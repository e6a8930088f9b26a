//! Energy-based voice activity detection with hysteresis.
//!
//! [`SegmentDetector`] consumes the canonical 16 kHz chunk stream one chunk
//! at a time, in arrival order, and cuts it into bounded [`SpeechSegment`]s.
//! A chunk is classified as speech when its RMS exceeds the configured
//! energy threshold; a segment ends only after *sustained* silence
//! (`min_silence_ms`), so brief pauses do not chop an utterance in half.
//!
//! ## Algorithm
//!
//! ```text
//! Idle ──speech──▶ InSpeech ──silence──▶ TrailingSilence { silence_ms }
//!                     ▲                       │
//!                     └──────speech───────────┤ (silence accumulator reset)
//!                                             │ silence_ms ≥ min_silence_ms
//!                                             ▼
//!                       yield segment if duration ≥ min_speech_ms,
//!                       otherwise discard; reset to Idle
//! ```
//!
//! Silence chunks that arrive while a segment is open are retained inside
//! the segment (not trimmed); the yielded buffer therefore includes trailing
//! silence up to the threshold.  Segments come out in strict chronological
//! order — at most one segment is being assembled at any moment.

use crate::audio::resample::{AudioChunk, TARGET_RATE};
use crate::config::VadConfig;

// ---------------------------------------------------------------------------
// SpeechSegment
// ---------------------------------------------------------------------------

/// One bounded utterance: 16 kHz mono samples from speech onset through the
/// accounted trailing-silence window.
///
/// Created by [`SegmentDetector`], consumed exactly once by the session
/// orchestrator, then discarded.  Invariant: `duration_ms() >=
/// min_speech_ms` for every yielded segment (shorter buffers are discarded,
/// never yielded — including on flush).
#[derive(Debug, Clone)]
pub struct SpeechSegment {
    /// Mono 16 kHz PCM samples.
    pub samples: Vec<f32>,
}

impl SpeechSegment {
    /// Segment duration in milliseconds.
    pub fn duration_ms(&self) -> f32 {
        self.samples.len() as f32 / TARGET_RATE as f32 * 1_000.0
    }
}

// ---------------------------------------------------------------------------
// DetectorState
// ---------------------------------------------------------------------------

/// Internal hysteresis state.
#[derive(Debug, Clone, Copy, PartialEq)]
enum DetectorState {
    /// No open segment; waiting for a speech chunk.
    Idle,
    /// A segment is open and the last chunk was speech.
    InSpeech,
    /// A segment is open and silence is accumulating towards the threshold.
    TrailingSilence {
        /// Milliseconds of consecutive silence seen so far.
        silence_ms: f32,
    },
}

// ---------------------------------------------------------------------------
// SegmentDetector
// ---------------------------------------------------------------------------

/// Stateful chunk-to-segment cutter.
///
/// Pure state-transition functions over an explicit state value: no OS
/// dependency, no channels, fully unit-testable.  The pipeline drives it via
/// [`push`](Self::push) for every chunk and [`flush`](Self::flush) once when
/// capture stops.
pub struct SegmentDetector {
    config: VadConfig,
    state: DetectorState,
    /// Accumulation buffer for the segment currently being assembled.
    buffer: Vec<f32>,
}

impl SegmentDetector {
    /// Create a detector in the `Idle` state with an empty buffer.
    pub fn new(config: VadConfig) -> Self {
        Self {
            config,
            state: DetectorState::Idle,
            buffer: Vec::new(),
        }
    }

    /// Feed one chunk; returns a completed segment when the trailing-silence
    /// threshold was just crossed and the buffered audio is long enough.
    ///
    /// Chunks must be fed in arrival order.  An empty chunk has RMS `0.0`
    /// and counts as silence of zero duration.
    pub fn push(&mut self, chunk: AudioChunk) -> Option<SpeechSegment> {
        let is_speech = chunk.rms > self.config.energy_threshold;

        if is_speech {
            if self.state == DetectorState::Idle {
                log::debug!("vad: speech onset (rms {:.4})", chunk.rms);
            }
            // Speech always resets the silence accumulator.
            self.buffer.extend_from_slice(&chunk.samples);
            self.state = DetectorState::InSpeech;
            return None;
        }

        match self.state {
            // Silence while no segment is open: nothing to do.
            DetectorState::Idle => None,

            DetectorState::InSpeech => {
                // Keep the silence inside the segment; start accumulating.
                self.buffer.extend_from_slice(&chunk.samples);
                let silence_ms = chunk.duration_ms();
                self.close_or_wait(silence_ms)
            }

            DetectorState::TrailingSilence { silence_ms } => {
                self.buffer.extend_from_slice(&chunk.samples);
                let silence_ms = silence_ms + chunk.duration_ms();
                self.close_or_wait(silence_ms)
            }
        }
    }

    /// Close the open segment if the buffered audio remains, applying the
    /// same minimum-duration test as the silence path, then reset to `Idle`.
    ///
    /// Called by the pipeline when capture stops so trailing audio that
    /// never met the silence threshold is not lost.
    pub fn flush(&mut self) -> Option<SpeechSegment> {
        self.state = DetectorState::Idle;
        if self.buffer.is_empty() {
            return None;
        }
        self.take_buffer_if_long_enough()
    }

    /// Milliseconds of audio currently buffered (open segment).
    pub fn buffered_ms(&self) -> f32 {
        self.buffer.len() as f32 / TARGET_RATE as f32 * 1_000.0
    }

    // -----------------------------------------------------------------------
    // Internal
    // -----------------------------------------------------------------------

    fn close_or_wait(&mut self, silence_ms: f32) -> Option<SpeechSegment> {
        if silence_ms >= self.config.min_silence_ms as f32 {
            self.state = DetectorState::Idle;
            self.take_buffer_if_long_enough()
        } else {
            self.state = DetectorState::TrailingSilence { silence_ms };
            None
        }
    }

    /// Yield the buffer as a segment when it meets `min_speech_ms`,
    /// otherwise discard it silently (a policy outcome, not an error).
    fn take_buffer_if_long_enough(&mut self) -> Option<SpeechSegment> {
        let duration_ms = self.buffered_ms();
        let samples = std::mem::take(&mut self.buffer);

        if duration_ms >= self.config.min_speech_ms as f32 {
            log::debug!("vad: segment closed ({duration_ms:.0} ms)");
            Some(SpeechSegment { samples })
        } else {
            log::debug!("vad: segment below {} ms, discarded", self.config.min_speech_ms);
            None
        }
    }
}

// ---------------------------------------------------------------------------
// Tests
// ---------------------------------------------------------------------------

#[cfg(test)]
mod tests {
    use super::*;
    use crate::audio::resample::canonicalize;

    fn config() -> VadConfig {
        VadConfig {
            energy_threshold: 0.01,
            min_speech_ms: 250,
            min_silence_ms: 700,
        }
    }

    /// Build a 16 kHz chunk of `ms` milliseconds at constant `level`.
    fn chunk(level: f32, ms: usize) -> AudioChunk {
        let samples = vec![level; ms * 16];
        canonicalize(&samples, 16_000, 1)
    }

    // ---- No false onset ----------------------------------------------------

    #[test]
    fn silence_while_idle_never_opens_a_segment() {
        let mut det = SegmentDetector::new(config());
        for _ in 0..50 {
            assert!(det.push(chunk(0.0, 100)).is_none());
        }
        assert_eq!(det.buffered_ms(), 0.0);
        assert!(det.flush().is_none());
    }

    #[test]
    fn empty_chunk_is_silence() {
        let mut det = SegmentDetector::new(config());
        let empty = canonicalize(&[], 16_000, 1);
        assert!(det.push(empty).is_none());
        assert_eq!(det.buffered_ms(), 0.0);
    }

    // ---- Segment assembly --------------------------------------------------

    #[test]
    fn speech_then_qualifying_silence_yields_exactly_one_segment() {
        let mut det = SegmentDetector::new(config());
        let mut segments = Vec::new();

        // 500 ms of loud chunks, then 800 ms of silence in 100 ms chunks.
        for _ in 0..5 {
            if let Some(s) = det.push(chunk(0.5, 100)) {
                segments.push(s);
            }
        }
        for _ in 0..8 {
            if let Some(s) = det.push(chunk(0.0, 100)) {
                segments.push(s);
            }
        }

        assert_eq!(segments.len(), 1);
        // Speech plus the accounted silence window: 500 + 700 = 1200 ms.
        let dur = segments[0].duration_ms();
        assert!(
            (1_100.0..=1_400.0).contains(&dur),
            "unexpected segment duration: {dur} ms"
        );
        // Detector is back to Idle with an empty buffer.
        assert_eq!(det.buffered_ms(), 0.0);
        assert!(det.flush().is_none());
    }

    #[test]
    fn brief_pause_does_not_split_the_segment() {
        let mut det = SegmentDetector::new(config());

        // speech, 300 ms pause (below 700 ms threshold), more speech
        for _ in 0..3 {
            assert!(det.push(chunk(0.5, 100)).is_none());
        }
        for _ in 0..3 {
            assert!(det.push(chunk(0.0, 100)).is_none());
        }
        for _ in 0..3 {
            assert!(det.push(chunk(0.5, 100)).is_none());
        }
        // Now qualifying silence closes one single segment containing it all.
        let mut seg = None;
        for _ in 0..7 {
            if let Some(s) = det.push(chunk(0.0, 100)) {
                seg = Some(s);
            }
        }
        let seg = seg.expect("segment should close after sustained silence");
        // 900 ms of speech+pause plus 700 ms trailing silence.
        assert!((seg.duration_ms() - 1_600.0).abs() < 50.0);
    }

    #[test]
    fn short_speech_run_is_discarded() {
        let mut det = SegmentDetector::new(config());

        // 100 ms of speech (< 250 ms minimum) then qualifying silence.
        assert!(det.push(chunk(0.5, 100)).is_none());
        for _ in 0..8 {
            assert!(det.push(chunk(0.0, 100)).is_none(), "short run must be discarded");
        }
        assert_eq!(det.buffered_ms(), 0.0);
    }

    #[test]
    fn segments_are_yielded_in_chronological_order() {
        let mut det = SegmentDetector::new(config());
        let mut segments = Vec::new();

        for burst in [3, 5] {
            for _ in 0..burst {
                if let Some(s) = det.push(chunk(0.5, 100)) {
                    segments.push(s);
                }
            }
            for _ in 0..8 {
                if let Some(s) = det.push(chunk(0.0, 100)) {
                    segments.push(s);
                }
            }
        }

        assert_eq!(segments.len(), 2);
        // First burst was 300 ms of speech, second 500 ms.
        assert!(segments[0].duration_ms() < segments[1].duration_ms());
    }

    // ---- Flush -------------------------------------------------------------

    #[test]
    fn flush_empty_buffer_yields_nothing() {
        let mut det = SegmentDetector::new(config());
        assert!(det.flush().is_none());
    }

    #[test]
    fn flush_long_buffer_yields_one_segment_and_resets() {
        let mut det = SegmentDetector::new(config());
        for _ in 0..4 {
            assert!(det.push(chunk(0.5, 100)).is_none());
        }

        let seg = det.flush().expect("400 ms buffer must be flushed");
        assert!((seg.duration_ms() - 400.0).abs() < 1.0);
        assert_eq!(det.buffered_ms(), 0.0);
        assert!(det.flush().is_none());
    }

    #[test]
    fn flush_short_buffer_discards() {
        let mut det = SegmentDetector::new(config());
        assert!(det.push(chunk(0.5, 100)).is_none());

        assert!(det.flush().is_none(), "100 ms < min_speech_ms must discard");
        assert_eq!(det.buffered_ms(), 0.0);
    }

    #[test]
    fn flush_during_trailing_silence_keeps_the_silence() {
        let mut det = SegmentDetector::new(config());
        for _ in 0..3 {
            det.push(chunk(0.5, 100));
        }
        for _ in 0..4 {
            det.push(chunk(0.0, 100)); // 400 ms, below the 700 ms threshold
        }

        let seg = det.flush().expect("open segment must be flushed");
        assert!((seg.duration_ms() - 700.0).abs() < 1.0);
    }

    // ---- End-to-end scenario from the design -------------------------------

    #[test]
    fn end_to_end_single_utterance() {
        // threshold 0.01, min speech 250 ms, min silence 700 ms:
        // 500 ms @ RMS 0.5 then 800 ms @ RMS 0.0 → exactly one segment,
        // closed the moment accumulated silence crosses 700 ms.
        let mut det = SegmentDetector::new(config());
        let mut yielded = Vec::new();

        for _ in 0..5 {
            if let Some(s) = det.push(chunk(0.5, 100)) {
                yielded.push(s);
            }
        }
        let mut closed_at_silence_chunk = None;
        for i in 0..8 {
            if let Some(s) = det.push(chunk(0.0, 100)) {
                closed_at_silence_chunk = Some(i);
                yielded.push(s);
            }
        }

        assert_eq!(yielded.len(), 1);
        // 7th silence chunk (index 6) crosses the 700 ms threshold.
        assert_eq!(closed_at_silence_chunk, Some(6));
    }
}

* _YOUR INSTRUCTIONS_:
Display each line of the data where "flushed" occurs.

* _EXERCISE OUTPUT_:
        let seg = det.flush().expect("400 ms buffer must be flushed");
        let seg = det.flush().expect("open segment must be flushed");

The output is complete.